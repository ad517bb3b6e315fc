//! Plotline Animation System
//!
//! Enter/exit animation for chart drawables.
//!
//! # Features
//!
//! - **Easing**: named curves and CSS-style cubic beziers
//! - **Animations**: curve + duration + delay, supplied by the chart style
//! - **Transitions**: time-stepped interpolation between two values
//! - **Reveals**: a mount/unmount lifecycle state machine per drawable,
//!   driving either a path trim ("draw") or a vertical scale ("scale")

pub mod animation;
pub mod easing;
pub mod reveal;
pub mod transition;

pub use animation::Animation;
pub use easing::Easing;
pub use reveal::{LifecycleEvent, RevealController, RevealId, RevealKind, RevealPhase, RevealRuntime};
pub use transition::ValueTransition;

········

What you need to do: From the records above, report the number of lines that hold the string "style" and add nothing.

Task response: 2